> [Action item]:
Copy every line that contains the string "message" from the entries below.

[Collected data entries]
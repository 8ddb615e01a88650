//! # File Subcommand
//!
//! Streams a file (or stdin, given `-`) through the incremental hasher.

use std::fs::File;
use std::io;
use std::path::{Path, PathBuf};

use anyhow::{Context, Result};
use clap::Args;

use hashlib_core::{digest_reader, Sha256Digest};

use crate::config::Settings;
use crate::output::render;

/// Arguments for `hashlib file`.
#[derive(Args, Debug)]
pub struct FileArgs {
    /// File to hash. Use `-` for standard input.
    pub path: PathBuf,
}

/// Hash the file at `path`, or stdin when `path` is `-`.
pub fn digest_path(path: &Path) -> Result<(Sha256Digest, u64)> {
    if path == Path::new("-") {
        return digest_reader(io::stdin().lock()).context("failed to read standard input");
    }
    let file =
        File::open(path).with_context(|| format!("failed to open {}", path.display()))?;
    digest_reader(file).with_context(|| format!("failed to read {}", path.display()))
}

/// Execute `hashlib file`.
pub fn run_file(args: &FileArgs, settings: &Settings) -> Result<u8> {
    let (digest, len) = digest_path(&args.path)?;
    tracing::debug!(path = %args.path.display(), len, "hashed file");
    println!("{}", render(&digest, len, None, settings.format)?);
    Ok(0)
}
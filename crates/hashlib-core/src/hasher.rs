//! # Incremental Hasher
//!
//! [`Sha256`] accepts input in pieces and produces the same digest as
//! [`crate::digest_bytes`] on the concatenated input. Full blocks are
//! compressed as soon as they are available, so memory use stays constant
//! regardless of input length.

use std::io;

use crate::block::parse_block;
use crate::compress::compress;
use crate::consts::{BLOCK_LEN, H0};
use crate::digest::Sha256Digest;
use crate::padding::pad_suffix;
use crate::State;

/// Streaming SHA-256 state.
#[derive(Debug, Clone)]
pub struct Sha256 {
    state: State,
    buffer: [u8; BLOCK_LEN],
    buffered: usize,
    total_len: u64,
}

impl Default for Sha256 {
    fn default() -> Self {
        Self::new()
    }
}

impl Sha256 {
    /// A hasher over the empty message.
    pub fn new() -> Self {
        Self {
            state: H0,
            buffer: [0u8; BLOCK_LEN],
            buffered: 0,
            total_len: 0,
        }
    }

    /// Number of message bytes fed in so far.
    pub fn len(&self) -> u64 {
        self.total_len
    }

    /// True if no bytes have been fed in.
    pub fn is_empty(&self) -> bool {
        self.total_len == 0
    }

    /// Append `data` to the message.
    pub fn update(&mut self, mut data: &[u8]) {
        self.total_len = self.total_len.wrapping_add(data.len() as u64);

        if self.buffered > 0 {
            let take = (BLOCK_LEN - self.buffered).min(data.len());
            self.buffer[self.buffered..self.buffered + take].copy_from_slice(&data[..take]);
            self.buffered += take;
            data = &data[take..];
            if self.buffered < BLOCK_LEN {
                return;
            }
            compress(&mut self.state, &parse_block(&self.buffer));
            self.buffered = 0;
        }

        let mut chunks = data.chunks_exact(BLOCK_LEN);
        for chunk in &mut chunks {
            let mut block = [0u8; BLOCK_LEN];
            block.copy_from_slice(chunk);
            compress(&mut self.state, &parse_block(&block));
        }

        let rest = chunks.remainder();
        self.buffer[..rest.len()].copy_from_slice(rest);
        self.buffered = rest.len();
    }

    /// Pad the message and return its digest.
    pub fn finalize(mut self) -> Sha256Digest {
        let mut tail = self.buffer[..self.buffered].to_vec();
        tail.extend_from_slice(&pad_suffix(self.total_len));
        debug_assert_eq!(tail.len() % BLOCK_LEN, 0);

        for chunk in tail.chunks_exact(BLOCK_LEN) {
            let mut block = [0u8; BLOCK_LEN];
            block.copy_from_slice(chunk);
            compress(&mut self.state, &parse_block(&block));
        }
        Sha256Digest::from_state(&self.state)
    }
}

impl io::Write for Sha256 {
    fn write(&mut self, buf: &[u8]) -> io::Result<usize> {
        self.update(buf);
        Ok(buf.len())
    }

    fn flush(&mut self) -> io::Result<()> {
        Ok(())
    }
}

/// Hash everything `reader` yields until EOF, returning the digest and the
/// number of bytes read.
///
/// # Errors
///
/// Propagates any read error; no digest is produced in that case.
pub fn digest_reader<R: io::Read>(mut reader: R) -> io::Result<(Sha256Digest, u64)> {
    let mut hasher = Sha256::new();
    let copied = io::copy(&mut reader, &mut hasher)?;
    tracing::trace!(bytes = copied, "hashed reader to EOF");
    let len = hasher.len();
    Ok((hasher.finalize(), len))
}
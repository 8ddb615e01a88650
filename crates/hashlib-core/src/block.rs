//! # Block Parsing
//!
//! Reinterprets a padded message as big-endian 32-bit words, sixteen words
//! per 512-bit block.

use crate::consts::BLOCK_LEN;
use crate::Block;

/// Parse one 64-byte chunk into a block of sixteen big-endian words.
pub fn parse_block(chunk: &[u8; BLOCK_LEN]) -> Block {
    let mut block = [0u32; 16];
    for (word, bytes) in block.iter_mut().zip(chunk.chunks_exact(4)) {
        *word = u32::from_be_bytes([bytes[0], bytes[1], bytes[2], bytes[3]]);
    }
    block
}

/// Split a padded message into blocks, preserving order.
///
/// The input length must be a multiple of 64, which [`crate::padding::pad`]
/// guarantees. Any trailing partial chunk is ignored.
pub fn parse_blocks(padded: &[u8]) -> Vec<Block> {
    debug_assert_eq!(padded.len() % BLOCK_LEN, 0);
    padded
        .chunks_exact(BLOCK_LEN)
        .map(|chunk| {
            let mut buf = [0u8; BLOCK_LEN];
            buf.copy_from_slice(chunk);
            parse_block(&buf)
        })
        .collect()
}
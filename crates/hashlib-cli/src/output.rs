//! # Output Formatting
//!
//! Renders a digest for stdout. Logs go to stderr, so stdout carries only
//! what is rendered here.

use clap::ValueEnum;
use serde::{Deserialize, Serialize};

use hashlib_core::{Sha256Digest, TextEncoding};

/// How digests are printed.
#[derive(Debug, Clone, Copy, PartialEq, Eq, Default, ValueEnum, Serialize, Deserialize)]
#[serde(rename_all = "lowercase")]
pub enum OutputFormat {
    /// Bare 64-character hex digest.
    #[default]
    Plain,
    /// `sha256:<hex>`.
    Tagged,
    /// One JSON object per digest.
    Json,
}

/// JSON rendering of a single digest.
#[derive(Debug, Serialize)]
struct DigestReport<'a> {
    algorithm: &'static str,
    digest: &'a Sha256Digest,
    input_len: u64,
    #[serde(skip_serializing_if = "Option::is_none")]
    encoding: Option<TextEncoding>,
}

/// Render `digest` of an `input_len`-byte message in `format`.
///
/// `encoding` is reported in JSON output when the input was text.
pub fn render(
    digest: &Sha256Digest,
    input_len: u64,
    encoding: Option<TextEncoding>,
    format: OutputFormat,
) -> anyhow::Result<String> {
    Ok(match format {
        OutputFormat::Plain => digest.to_hex(),
        OutputFormat::Tagged => digest.tagged(),
        OutputFormat::Json => serde_json::to_string(&DigestReport {
            algorithm: Sha256Digest::ALGORITHM,
            digest,
            input_len,
            encoding,
        })?,
    })
}
//! # Digest Serialization
//!
//! Defines [`Sha256Digest`], the 32-byte result of a hash computation, and
//! its rendering as 64 lowercase hexadecimal characters.
//!
//! The hex form is the canonical representation everywhere: `Display`,
//! `to_hex()`, and serde all use it.

use std::fmt;
use std::str::FromStr;

use serde::{Deserialize, Deserializer, Serialize, Serializer};

use crate::consts::DIGEST_LEN;
use crate::error::HashError;
use crate::State;

/// A SHA-256 digest.
#[derive(Debug, Clone, Copy, PartialEq, Eq, Hash, PartialOrd, Ord)]
pub struct Sha256Digest([u8; DIGEST_LEN]);

impl Sha256Digest {
    /// Algorithm identifier used in tagged renderings.
    pub const ALGORITHM: &'static str = "sha256";

    /// Wrap raw digest bytes.
    pub fn new(bytes: [u8; DIGEST_LEN]) -> Self {
        Self(bytes)
    }

    /// Serialize the final hash state, each word big-endian, in state order.
    pub fn from_state(state: &State) -> Self {
        let mut bytes = [0u8; DIGEST_LEN];
        for (out, word) in bytes.chunks_exact_mut(4).zip(state) {
            out.copy_from_slice(&word.to_be_bytes());
        }
        Self(bytes)
    }

    /// The raw 32 digest bytes.
    pub fn as_bytes(&self) -> &[u8; DIGEST_LEN] {
        &self.0
    }

    /// Render the digest as 64 lowercase hex characters.
    pub fn to_hex(&self) -> String {
        self.0.iter().map(|b| format!("{b:02x}")).collect()
    }

    /// Render as `sha256:<hex>`.
    pub fn tagged(&self) -> String {
        format!("{}:{}", Self::ALGORITHM, self.to_hex())
    }

    /// Parse a 64-character hex digest. Either letter case is accepted, and
    /// a leading `sha256:` tag is stripped.
    ///
    /// # Errors
    ///
    /// Returns [`HashError::InvalidArgument`] if the input is not exactly 64
    /// hex digits.
    pub fn from_hex(s: &str) -> Result<Self, HashError> {
        let hex = s.trim();
        let hex = hex
            .strip_prefix(Self::ALGORITHM)
            .and_then(|rest| rest.strip_prefix(':'))
            .unwrap_or(hex);
        if hex.len() != DIGEST_LEN * 2 {
            return Err(HashError::InvalidArgument(format!(
                "digest must be {} hex characters, got {}",
                DIGEST_LEN * 2,
                hex.len()
            )));
        }
        let bytes = crate::hex::decode_hex(hex)?;
        let mut out = [0u8; DIGEST_LEN];
        out.copy_from_slice(&bytes);
        Ok(Self(out))
    }
}

impl AsRef<[u8]> for Sha256Digest {
    fn as_ref(&self) -> &[u8] {
        &self.0
    }
}

impl From<Sha256Digest> for [u8; DIGEST_LEN] {
    fn from(digest: Sha256Digest) -> Self {
        digest.0
    }
}

impl fmt::Display for Sha256Digest {
    fn fmt(&self, f: &mut fmt::Formatter<'_>) -> fmt::Result {
        fmt::LowerHex::fmt(self, f)
    }
}

impl fmt::LowerHex for Sha256Digest {
    fn fmt(&self, f: &mut fmt::Formatter<'_>) -> fmt::Result {
        for b in &self.0 {
            write!(f, "{b:02x}")?;
        }
        Ok(())
    }
}

impl FromStr for Sha256Digest {
    type Err = HashError;

    fn from_str(s: &str) -> Result<Self, Self::Err> {
        Self::from_hex(s)
    }
}

impl Serialize for Sha256Digest {
    fn serialize<S: Serializer>(&self, serializer: S) -> Result<S::Ok, S::Error> {
        serializer.serialize_str(&self.to_hex())
    }
}

impl<'de> Deserialize<'de> for Sha256Digest {
    fn deserialize<D: Deserializer<'de>>(deserializer: D) -> Result<Self, D::Error> {
        let hex = String::deserialize(deserializer)?;
        Self::from_hex(&hex).map_err(serde::de::Error::custom)
    }
}
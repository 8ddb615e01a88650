//! # Text Subcommand
//!
//! Hashes a string after encoding it with the selected text encoding.

use anyhow::Result;
use clap::Args;

use hashlib_core::{digest_bytes, Sha256Digest, TextEncoding};

use crate::config::Settings;
use crate::output::render;

/// Arguments for `hashlib text`.
#[derive(Args, Debug)]
pub struct TextArgs {
    /// Text to hash.
    pub text: String,

    /// Text encoding (UTF-8, UTF-16BE, UTF-16LE, UTF-16, US-ASCII, ISO-8859-1).
    #[arg(long, short)]
    pub encoding: Option<TextEncoding>,
}

/// Encode `text` and hash it, returning the digest and the encoded length.
pub fn digest_text(text: &str, encoding: TextEncoding) -> Result<(Sha256Digest, u64)> {
    let bytes = encoding.encode(text)?;
    Ok((digest_bytes(&bytes), bytes.len() as u64))
}

/// Execute `hashlib text`.
pub fn run_text(args: &TextArgs, settings: &Settings) -> Result<u8> {
    let encoding = settings.encoding_for(args.encoding);
    tracing::debug!(%encoding, chars = args.text.chars().count(), "hashing text");

    let (digest, len) = digest_text(&args.text, encoding)?;
    println!("{}", render(&digest, len, Some(encoding), settings.format)?);
    Ok(0)
}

> [Result of the exercise]:
    /// A hasher over the empty message.
    /// Number of message bytes fed in so far.
    /// Append `data` to the message.
    /// Pad the message and return its digest.
//! Reinterprets a padded message as big-endian 32-bit words, sixteen words
/// Split a padded message into blocks, preserving order.
/// Render `digest` of an `input_len`-byte message in `format`.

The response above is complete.